Various analytical procedures are available to estimate a metal’s bioavailability:

  • General soil parameters (such as pH, soil organic matter, and cation exchange capacity).
  • Phytotoxicity (toxicity to plants): this can be estimated by measuring the available metal content, using EDTA (Ethylene Diamine Tetra-acetate) as a chelating agent to simulate uptake in plants.
  • Impact on groundwater: the Environment Agency’s Leach Test protocol estimates impact on groundwater resources by agitating a 1:10 soil/water mix for 24 hours and then analysing the filtered sample.

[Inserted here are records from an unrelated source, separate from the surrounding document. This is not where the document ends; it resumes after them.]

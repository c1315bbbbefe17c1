//! Fault: the error value carried by a rejected observation.
//!
//! A fault is stored once and handed to every observer, so it has to be
//! cheap to clone. It wraps the producer's error in an `Arc` and never
//! re-wraps or stringifies it: `downcast_ref` gets the original type back and
//! `ptr_eq` tells whether two faults are the same instance.

use std::any::Any;
use std::error::Error;
use std::fmt;
use std::sync::Arc;

use serde::{Serialize, Serializer};

/// A panic caught while running a block or a transform.
#[derive(Debug, Clone, PartialEq, Eq, thiserror::Error)]
#[error("panicked: {message}")]
pub struct Panicked {
    pub message: String,
}

#[derive(Clone)]
pub struct Fault {
    inner: Arc<dyn Error + Send + Sync + 'static>,
}

impl Fault {
    pub fn new<E>(error: E) -> Self
    where
        E: Error + Send + Sync + 'static,
    {
        Self {
            inner: Arc::new(error),
        }
    }

    /// Build a fault from a `catch_unwind` payload.
    pub fn from_panic(payload: Box<dyn Any + Send>) -> Self {
        let message = if let Some(s) = payload.downcast_ref::<&'static str>() {
            (*s).to_string()
        } else if let Some(s) = payload.downcast_ref::<String>() {
            s.clone()
        } else {
            "non-string panic payload".to_string()
        };
        Self::new(Panicked { message })
    }

    /// Same underlying error instance?
    pub fn ptr_eq(&self, other: &Fault) -> bool {
        // Compare data pointers only; vtables may differ across codegen units.
        std::ptr::addr_eq(Arc::as_ptr(&self.inner), Arc::as_ptr(&other.inner))
    }

    pub fn is<E: Error + 'static>(&self) -> bool {
        self.inner.is::<E>()
    }

    pub fn downcast_ref<E: Error + 'static>(&self) -> Option<&E> {
        self.inner.downcast_ref::<E>()
    }

    pub fn is_panic(&self) -> bool {
        self.is::<Panicked>()
    }

    pub fn as_error(&self) -> &(dyn Error + Send + Sync + 'static) {
        &*self.inner
    }
}

impl<E> From<E> for Fault
where
    E: Error + Send + Sync + 'static,
{
    fn from(error: E) -> Self {
        Fault::new(error)
    }
}

impl fmt::Debug for Fault {
    fn fmt(&self, f: &mut fmt::Formatter<'_>) -> fmt::Result {
        fmt::Debug::fmt(&*self.inner, f)
    }
}

impl fmt::Display for Fault {
    fn fmt(&self, f: &mut fmt::Formatter<'_>) -> fmt::Result {
        fmt::Display::fmt(&*self.inner, f)
    }
}

impl Serialize for Fault {
    fn serialize<S: Serializer>(&self, serializer: S) -> Result<S::Ok, S::Error> {
        serializer.collect_str(self)
    }
}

However, perhaps the pathway of greatest interest for most metals uptake (apart from certain exceptions such as beryllium, where inhalation is a particular risk, or radioactive metals) is the route of human gastrointestinal ingestion. This is often attributable to the pica habit of young children who put things into their mouths that they shouldn’t. Robertson Laboratories has recently been providing in vitro studies of uptake of metals via the human gut to provide a more realistic estimate of risk. The Physiologically Based Extraction Test (PBET) was designed around paediatric gastrointestinal tract parameters for a child 2-3 years old, believed to be at the greatest risk from accidental soil ingestion.

The PBET test employs a series of three mixing chambers all at body temperature (37°C), with mixing achieved by the passage of an inert gas supply through the chambers. Stomach contents are mimicked by creating an artificial gastric solution with pH-adjusted de-ionised water, and various acids and enzymes.

Such a test can only be seen as an approximation of what goes on in vivo. Every target individual is unique with varying physiologies and nutritional status, and this test admittedly does not mimic the entire physiological process controlling human uptake of metals (for instance, it has not been designed to simulate metal transport across the intestinal epithelium). However, it is yet another test in the analyst’s armoury, and has already proved invaluable in giving more meaningful data to risk assessors.